#### Recorded information

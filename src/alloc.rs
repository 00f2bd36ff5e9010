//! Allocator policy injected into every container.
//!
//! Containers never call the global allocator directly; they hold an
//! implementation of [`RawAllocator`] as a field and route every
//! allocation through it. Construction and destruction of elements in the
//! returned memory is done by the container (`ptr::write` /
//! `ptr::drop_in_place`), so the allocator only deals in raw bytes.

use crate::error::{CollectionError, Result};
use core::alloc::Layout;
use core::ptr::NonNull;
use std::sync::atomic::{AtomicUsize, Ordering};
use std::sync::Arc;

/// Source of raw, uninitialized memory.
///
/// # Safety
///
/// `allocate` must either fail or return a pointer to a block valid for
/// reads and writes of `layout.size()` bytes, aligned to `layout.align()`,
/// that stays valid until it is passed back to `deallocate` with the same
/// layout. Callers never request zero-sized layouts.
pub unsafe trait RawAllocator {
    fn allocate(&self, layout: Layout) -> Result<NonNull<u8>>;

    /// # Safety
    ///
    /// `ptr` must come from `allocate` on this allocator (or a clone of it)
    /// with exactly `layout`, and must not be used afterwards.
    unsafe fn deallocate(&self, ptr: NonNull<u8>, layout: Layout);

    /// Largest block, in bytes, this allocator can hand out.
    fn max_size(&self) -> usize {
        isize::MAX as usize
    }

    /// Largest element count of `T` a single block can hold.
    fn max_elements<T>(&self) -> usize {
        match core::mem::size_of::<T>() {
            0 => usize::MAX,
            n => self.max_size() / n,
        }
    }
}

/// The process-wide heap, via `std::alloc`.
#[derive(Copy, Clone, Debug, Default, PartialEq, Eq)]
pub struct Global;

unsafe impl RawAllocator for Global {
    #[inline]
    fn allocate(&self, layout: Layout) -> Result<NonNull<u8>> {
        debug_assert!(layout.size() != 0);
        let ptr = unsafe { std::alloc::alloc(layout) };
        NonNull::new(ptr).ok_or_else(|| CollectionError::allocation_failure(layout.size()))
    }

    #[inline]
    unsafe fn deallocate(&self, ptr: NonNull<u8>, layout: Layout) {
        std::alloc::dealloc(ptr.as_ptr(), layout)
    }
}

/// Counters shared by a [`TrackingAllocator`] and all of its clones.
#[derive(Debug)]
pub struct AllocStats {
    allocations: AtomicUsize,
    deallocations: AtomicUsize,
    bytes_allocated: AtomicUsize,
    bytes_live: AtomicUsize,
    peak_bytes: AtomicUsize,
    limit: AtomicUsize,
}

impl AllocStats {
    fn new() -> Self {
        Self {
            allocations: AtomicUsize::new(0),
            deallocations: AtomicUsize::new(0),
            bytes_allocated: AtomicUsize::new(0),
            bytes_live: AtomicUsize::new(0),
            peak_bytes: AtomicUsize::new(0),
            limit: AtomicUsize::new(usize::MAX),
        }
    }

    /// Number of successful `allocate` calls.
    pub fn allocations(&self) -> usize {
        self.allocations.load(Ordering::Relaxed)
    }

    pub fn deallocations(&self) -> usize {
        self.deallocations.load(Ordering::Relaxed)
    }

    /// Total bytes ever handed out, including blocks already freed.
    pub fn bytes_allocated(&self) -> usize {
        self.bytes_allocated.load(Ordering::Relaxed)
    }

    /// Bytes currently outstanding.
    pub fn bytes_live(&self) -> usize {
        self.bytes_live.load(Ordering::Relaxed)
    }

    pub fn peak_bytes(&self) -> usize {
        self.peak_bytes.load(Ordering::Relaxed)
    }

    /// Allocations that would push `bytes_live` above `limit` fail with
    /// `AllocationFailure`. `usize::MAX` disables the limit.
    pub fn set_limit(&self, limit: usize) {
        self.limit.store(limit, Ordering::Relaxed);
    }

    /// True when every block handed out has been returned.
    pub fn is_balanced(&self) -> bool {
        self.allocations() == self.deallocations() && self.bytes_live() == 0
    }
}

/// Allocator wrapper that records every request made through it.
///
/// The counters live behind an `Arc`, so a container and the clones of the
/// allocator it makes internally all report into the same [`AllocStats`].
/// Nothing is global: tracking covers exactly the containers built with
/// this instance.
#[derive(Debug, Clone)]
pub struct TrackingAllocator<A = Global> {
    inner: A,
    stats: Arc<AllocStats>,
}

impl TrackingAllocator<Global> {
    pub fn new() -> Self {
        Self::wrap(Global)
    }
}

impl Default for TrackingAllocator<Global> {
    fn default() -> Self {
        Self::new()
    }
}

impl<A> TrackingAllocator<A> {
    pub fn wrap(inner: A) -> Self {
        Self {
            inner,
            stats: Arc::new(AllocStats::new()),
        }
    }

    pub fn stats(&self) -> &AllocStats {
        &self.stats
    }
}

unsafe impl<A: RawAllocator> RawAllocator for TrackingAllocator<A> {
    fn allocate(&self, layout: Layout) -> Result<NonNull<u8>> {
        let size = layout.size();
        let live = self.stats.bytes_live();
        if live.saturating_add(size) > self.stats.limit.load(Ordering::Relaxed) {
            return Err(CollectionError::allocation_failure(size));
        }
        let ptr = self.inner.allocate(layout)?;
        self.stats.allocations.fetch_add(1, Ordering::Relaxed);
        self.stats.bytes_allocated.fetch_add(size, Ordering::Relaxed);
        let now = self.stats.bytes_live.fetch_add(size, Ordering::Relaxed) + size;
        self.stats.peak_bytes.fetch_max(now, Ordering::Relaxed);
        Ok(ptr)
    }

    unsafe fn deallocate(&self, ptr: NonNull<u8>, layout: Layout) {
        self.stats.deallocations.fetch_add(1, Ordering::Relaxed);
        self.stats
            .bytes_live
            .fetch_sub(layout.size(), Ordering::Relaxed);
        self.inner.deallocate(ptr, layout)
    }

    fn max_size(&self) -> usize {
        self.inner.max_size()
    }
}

#### What you need to do
Return the entries in full, keeping every line exactly as it is.

#### Task answer
filename src/alloc.rs
repository 00f2bd36ff5e9010
//! Allocator policy injected into every container.
//!
//! Containers never call the global allocator directly; they hold an
//! implementation of [`RawAllocator`] as a field and route every
//! allocation through it. Construction and destruction of elements in the
//! returned memory is done by the container (`ptr::write` /
//! `ptr::drop_in_place`), so the allocator only deals in raw bytes.

use crate::error::{CollectionError, Result};
use core::alloc::Layout;
use core::ptr::NonNull;
use std::sync::atomic::{AtomicUsize, Ordering};
use std::sync::Arc;

/// Source of raw, uninitialized memory.
///
/// # Safety
///
/// `allocate` must either fail or return a pointer to a block valid for
/// reads and writes of `layout.size()` bytes, aligned to `layout.align()`,
/// that stays valid until it is passed back to `deallocate` with the same
/// layout. Callers never request zero-sized layouts.
pub unsafe trait RawAllocator {
    fn allocate(&self, layout: Layout) -> Result<NonNull<u8>>;

    /// # Safety
    ///
    /// `ptr` must come from `allocate` on this allocator (or a clone of it)
    /// with exactly `layout`, and must not be used afterwards.
    unsafe fn deallocate(&self, ptr: NonNull<u8>, layout: Layout);

    /// Largest block, in bytes, this allocator can hand out.
    fn max_size(&self) -> usize {
        isize::MAX as usize
    }

    /// Largest element count of `T` a single block can hold.
    fn max_elements<T>(&self) -> usize {
        match core::mem::size_of::<T>() {
            0 => usize::MAX,
            n => self.max_size() / n,
        }
    }
}

/// The process-wide heap, via `std::alloc`.
#[derive(Copy, Clone, Debug, Default, PartialEq, Eq)]
pub struct Global;

unsafe impl RawAllocator for Global {
    #[inline]
    fn allocate(&self, layout: Layout) -> Result<NonNull<u8>> {
        debug_assert!(layout.size() != 0);
        let ptr = unsafe { std::alloc::alloc(layout) };
        NonNull::new(ptr).ok_or_else(|| CollectionError::allocation_failure(layout.size()))
    }

    #[inline]
    unsafe fn deallocate(&self, ptr: NonNull<u8>, layout: Layout) {
        std::alloc::dealloc(ptr.as_ptr(), layout)
    }
}

/// Counters shared by a [`TrackingAllocator`] and all of its clones.
#[derive(Debug)]
pub struct AllocStats {
    allocations: AtomicUsize,
    deallocations: AtomicUsize,
    bytes_allocated: AtomicUsize,
    bytes_live: AtomicUsize,
    peak_bytes: AtomicUsize,
    limit: AtomicUsize,
}

impl AllocStats {
    fn new() -> Self {
        Self {
            allocations: AtomicUsize::new(0),
            deallocations: AtomicUsize::new(0),
            bytes_allocated: AtomicUsize::new(0),
            bytes_live: AtomicUsize::new(0),
            peak_bytes: AtomicUsize::new(0),
            limit: AtomicUsize::new(usize::MAX),
        }
    }

    /// Number of successful `allocate` calls.
    pub fn allocations(&self) -> usize {
        self.allocations.load(Ordering::Relaxed)
    }

    pub fn deallocations(&self) -> usize {
        self.deallocations.load(Ordering::Relaxed)
    }

    /// Total bytes ever handed out, including blocks already freed.
    pub fn bytes_allocated(&self) -> usize {
        self.bytes_allocated.load(Ordering::Relaxed)
    }

    /// Bytes currently outstanding.
    pub fn bytes_live(&self) -> usize {
        self.bytes_live.load(Ordering::Relaxed)
    }

    pub fn peak_bytes(&self) -> usize {
        self.peak_bytes.load(Ordering::Relaxed)
    }

    /// Allocations that would push `bytes_live` above `limit` fail with
    /// `AllocationFailure`. `usize::MAX` disables the limit.
    pub fn set_limit(&self, limit: usize) {
        self.limit.store(limit, Ordering::Relaxed);
    }

    /// True when every block handed out has been returned.
    pub fn is_balanced(&self) -> bool {
        self.allocations() == self.deallocations() && self.bytes_live() == 0
    }
}

/// Allocator wrapper that records every request made through it.
///
/// The counters live behind an `Arc`, so a container and the clones of the
/// allocator it makes internally all report into the same [`AllocStats`].
/// Nothing is global: tracking covers exactly the containers built with
/// this instance.
#[derive(Debug, Clone)]
pub struct TrackingAllocator<A = Global> {
    inner: A,
    stats: Arc<AllocStats>,
}

impl TrackingAllocator<Global> {
    pub fn new() -> Self {
        Self::wrap(Global)
    }
}

impl Default for TrackingAllocator<Global> {
    fn default() -> Self {
        Self::new()
    }
}

impl<A> TrackingAllocator<A> {
    pub fn wrap(inner: A) -> Self {
        Self {
            inner,
            stats: Arc::new(AllocStats::new()),
        }
    }

    pub fn stats(&self) -> &AllocStats {
        &self.stats
    }
}

unsafe impl<A: RawAllocator> RawAllocator for TrackingAllocator<A> {
    fn allocate(&self, layout: Layout) -> Result<NonNull<u8>> {
        let size = layout.size();
        let live = self.stats.bytes_live();
        if live.saturating_add(size) > self.stats.limit.load(Ordering::Relaxed) {
            return Err(CollectionError::allocation_failure(size));
        }
        let ptr = self.inner.allocate(layout)?;
        self.stats.allocations.fetch_add(1, Ordering::Relaxed);
        self.stats.bytes_allocated.fetch_add(size, Ordering::Relaxed);
        let now = self.stats.bytes_live.fetch_add(size, Ordering::Relaxed) + size;
        self.stats.peak_bytes.fetch_max(now, Ordering::Relaxed);
        Ok(ptr)
    }

    unsafe fn deallocate(&self, ptr: NonNull<u8>, layout: Layout) {
        self.stats.deallocations.fetch_add(1, Ordering::Relaxed);
        self.stats
            .bytes_live
            .fetch_sub(layout.size(), Ordering::Relaxed);
        self.inner.deallocate(ptr, layout)
    }

    fn max_size(&self) -> usize {
        self.inner.max_size()
    }
}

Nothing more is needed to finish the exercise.